Oh, and he came in under-weight and an inch taller since his last check-up two months ago, so he’s losing weight again.
So I took the kid to McD’s to play in the Play Place and stuff our faces with processed chicken, fried tater stix, and soft drinks. Well, Spawn had a 2% chocolate milk, but still…Table for GUILT, party of LAME anyone?… :p Ugh. AND I let him choose his dinner last night from the fridge full of leftovers. What did he pick? Leftover frozen pizza, edamame, and a YoCrunch yogurt. Thankfully he had a banana and some cheese for a snack early in the day.
Good luck! I know how hard it is to shake off those feelings of guilt – and, for me, inadequacy, because I just can’t seem to keep weight on him no matter what I do!

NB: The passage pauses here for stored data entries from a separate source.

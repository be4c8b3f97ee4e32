//! SecureCart CLI - Database migrations and checkout store operations.
//!
//! # Usage
//!
//! ```bash
//! # Run checkout database migrations
//! sc-cli migrate
//!
//! # Load the sample catalog
//! sc-cli seed
//!
//! # Put two units of product 1 in user 7's cart and check out
//! sc-cli cart add --user 7 --product 1 --quantity 2
//! sc-cli order create --user 7
//!
//! # Pay for order 1 (card fields can also come from SC_CARD_* variables)
//! sc-cli payment process --user 7 --order 1 \
//!     --card-number 4111111111111111 --card-holder "Ada Lovelace" \
//!     --expiry-date 12/30 --cvv 737
//! ```
//!
//! # Commands
//!
//! - `migrate` - Run database migrations
//! - `seed` - Insert the sample catalog into an empty store
//! - `product` - List, show and add products
//! - `cart` - Show and edit a user's cart
//! - `order` - Check out a cart, list and show orders
//! - `payment` - Record a payment, show a stored card
//!
//! Every command except `migrate` and `seed` prints its result as JSON on stdout.

#![cfg_attr(not(test), forbid(unsafe_code))]

use clap::{Parser, Subcommand};
use secrecy::SecretString;
use sentry::integrations::tracing as sentry_tracing;
use tracing_subscriber::{layer::SubscriberExt, util::SubscriberInitExt};

use securecart_core::{OrderId, PaymentId, Price, ProductId, UserId};

mod commands;

#[derive(Parser)]
#[command(name = "sc-cli")]
#[command(author, version, about = "SecureCart checkout CLI tools")]
struct Cli {
    #[command(subcommand)]
    command: Commands,
}

#[derive(Subcommand)]
enum Commands {
    /// Run database migrations
    Migrate,
    /// Insert the sample catalog (skipped if products already exist)
    Seed,
    /// Manage products
    Product {
        #[command(subcommand)]
        action: ProductAction,
    },
    /// Manage a user's cart
    Cart {
        #[command(subcommand)]
        action: CartAction,
    },
    /// Check out and read orders
    Order {
        #[command(subcommand)]
        action: OrderAction,
    },
    /// Record and inspect payments
    Payment {
        #[command(subcommand)]
        action: PaymentAction,
    },
}

#[derive(Subcommand)]
enum ProductAction {
    /// List all products
    List,
    /// Show one product
    Show {
        #[arg(short, long)]
        id: ProductId,
    },
    /// Add a product
    Add {
        #[arg(short, long)]
        name: String,

        /// Unit price, e.g. 19.99
        #[arg(short, long)]
        price: Price,

        #[arg(short, long, default_value_t = 0)]
        stock: i32,

        #[arg(short, long)]
        description: Option<String>,

        #[arg(long)]
        image_url: Option<String>,
    },
}

#[derive(Subcommand)]
enum CartAction {
    /// Show a user's cart
    Show {
        #[arg(short, long)]
        user: UserId,
    },
    /// Add units of a product, merging with an existing line
    Add {
        #[arg(short, long)]
        user: UserId,

        #[arg(short, long)]
        product: ProductId,

        #[arg(short, long, default_value_t = 1)]
        quantity: i32,
    },
    /// Set the quantity of a line already in the cart
    Update {
        #[arg(short, long)]
        user: UserId,

        #[arg(short, long)]
        product: ProductId,

        #[arg(short, long)]
        quantity: i32,
    },
    /// Remove a product from the cart
    Remove {
        #[arg(short, long)]
        user: UserId,

        #[arg(short, long)]
        product: ProductId,
    },
    /// Empty the cart
    Clear {
        #[arg(short, long)]
        user: UserId,
    },
}

#[derive(Subcommand)]
enum OrderAction {
    /// Turn the user's cart into an order
    Create {
        #[arg(short, long)]
        user: UserId,
    },
    /// List a user's orders, newest first
    List {
        #[arg(short, long)]
        user: UserId,
    },
    /// Show one order with its lines
    Show {
        #[arg(short, long)]
        user: UserId,

        #[arg(short, long)]
        order: OrderId,
    },
}

#[derive(Subcommand)]
enum PaymentAction {
    /// Record a card payment and mark the order paid
    Process {
        #[arg(short, long)]
        user: UserId,

        #[arg(short, long)]
        order: OrderId,

        #[arg(long, env = "SC_CARD_NUMBER", hide_env_values = true)]
        card_number: String,

        #[arg(long, env = "SC_CARD_HOLDER")]
        card_holder: String,

        /// Expiry as MM/YY
        #[arg(long, env = "SC_CARD_EXPIRY")]
        expiry_date: String,

        #[arg(long, env = "SC_CARD_CVV", hide_env_values = true)]
        cvv: String,
    },
    /// Show the stored card behind a payment, masked
    Show {
        #[arg(short, long)]
        user: UserId,

        #[arg(short, long)]
        payment: PaymentId,
    },
}

/// Initialize Sentry error tracking and return guard that must be kept alive.
fn init_sentry() -> Option<sentry::ClientInitGuard> {
    let _ = dotenvy::dotenv();
    let dsn = std::env::var("SENTRY_DSN").ok().filter(|v| !v.is_empty())?;

    let guard = sentry::init((
        dsn,
        sentry::ClientOptions {
            release: sentry::release_name!(),
            environment: std::env::var("SENTRY_ENVIRONMENT")
                .ok()
                .map(std::borrow::Cow::Owned),
            attach_stacktrace: true,
            ..Default::default()
        },
    ));
    Some(guard)
}

/// Filter tracing events to Sentry event types.
fn sentry_event_filter(metadata: &tracing::Metadata<'_>) -> sentry_tracing::EventFilter {
    match *metadata.level() {
        tracing::Level::ERROR => sentry_tracing::EventFilter::Event,
        tracing::Level::WARN | tracing::Level::INFO => sentry_tracing::EventFilter::Breadcrumb,
        _ => sentry_tracing::EventFilter::Ignore,
    }
}

#[tokio::main]
async fn main() {
    // Sentry must be initialized before the tracing subscriber
    let _sentry_guard = init_sentry();

    // Logs go to stderr so stdout stays clean JSON
    let env_filter = tracing_subscriber::EnvFilter::try_from_default_env()
        .unwrap_or_else(|_| "securecart_checkout=info,sc_cli=info".into());

    tracing_subscriber::registry()
        .with(env_filter)
        .with(tracing_subscriber::fmt::layer().with_writer(std::io::stderr))
        .with(sentry_tracing::layer().event_filter(sentry_event_filter))
        .init();

    let cli = Cli::parse();

    let result: Result<(), Box<dyn std::error::Error>> = run(cli).await;

    if let Err(e) = result {
        tracing::error!("Command failed: {e}");
        std::process::exit(1);
    }
}

async fn run(cli: Cli) -> Result<(), Box<dyn std::error::Error>> {
    match cli.command {
        Commands::Migrate => commands::migrate::run().await?,
        Commands::Seed => commands::seed::sample_catalog().await?,
        Commands::Product { action } => {
            let shop = commands::connect().await?;
            match action {
                ProductAction::List => commands::print_json(&shop.catalog().list_products().await?)?,
                ProductAction::Show { id } => {
                    commands::print_json(&shop.catalog().get_product(id).await?)?;
                }
                ProductAction::Add {
                    name,
                    price,
                    stock,
                    description,
                    image_url,
                } => {
                    let product = securecart_checkout::models::NewProduct {
                        name,
                        description,
                        price,
                        stock,
                        image_url,
                    };
                    commands::print_json(&shop.catalog().create_product(&product).await?)?;
                }
            }
        }
        Commands::Cart { action } => {
            let shop = commands::connect().await?;
            match action {
                CartAction::Show { user } => commands::print_json(&shop.cart().get_cart(user).await?)?,
                CartAction::Add {
                    user,
                    product,
                    quantity,
                } => commands::print_json(&shop.cart().add_item(user, product, quantity).await?)?,
                CartAction::Update {
                    user,
                    product,
                    quantity,
                } => commands::print_json(
                    &shop.cart().update_quantity(user, product, quantity).await?,
                )?,
                CartAction::Remove { user, product } => {
                    shop.cart().remove_item(user, product).await?;
                    commands::print_json(&serde_json::json!({ "removed": product }))?;
                }
                CartAction::Clear { user } => {
                    let removed = shop.cart().clear(user).await?;
                    commands::print_json(&serde_json::json!({ "removed": removed }))?;
                }
            }
        }
        Commands::Order { action } => {
            let shop = commands::connect().await?;
            match action {
                OrderAction::Create { user } => {
                    commands::print_json(&shop.orders().create_order(user).await?)?;
                }
                OrderAction::List { user } => {
                    commands::print_json(&shop.orders().list_orders(user).await?)?;
                }
                OrderAction::Show { user, order } => {
                    commands::print_json(&shop.orders().get_order(user, order).await?)?;
                }
            }
        }
        Commands::Payment { action } => {
            let shop = commands::connect().await?;
            match action {
                PaymentAction::Process {
                    user,
                    order,
                    card_number,
                    card_holder,
                    expiry_date,
                    cvv,
                } => {
                    let card = securecart_checkout::models::CardDetails {
                        card_number: SecretString::from(card_number),
                        card_holder,
                        expiry_date,
                        cvv: SecretString::from(cvv),
                    };
                    commands::print_json(&shop.payments().process_payment(user, order, &card).await?)?;
                }
                PaymentAction::Show { user, payment } => {
                    commands::print_json(&shop.payments().card_on_file(user, payment).await?)?;
                }
            }
        }
    }
    Ok(())
}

Poor CS spawn! I know how hard it was to for you to get him to GAIN the weight in the first place — so I hear the sadness in your comment. I’m sending “cyber milkshakes” to help find the missing pound. {{hugs}}
Yeah… The Boy’s lunch was definitely a guilt-inspired one. As was the homemade pancakes when all I really wanted to do was stay in my warm bed and catch up on sleep.
Eileen
Awww… lunch o’ love.
And I have to say, I can SMELL Mom’s ham and potato soup from here….WITH THE VINEGAR, baby!!
Yummm….. so glad you included the recipe, because I was going to ask you for it.
This could be comfort food for me.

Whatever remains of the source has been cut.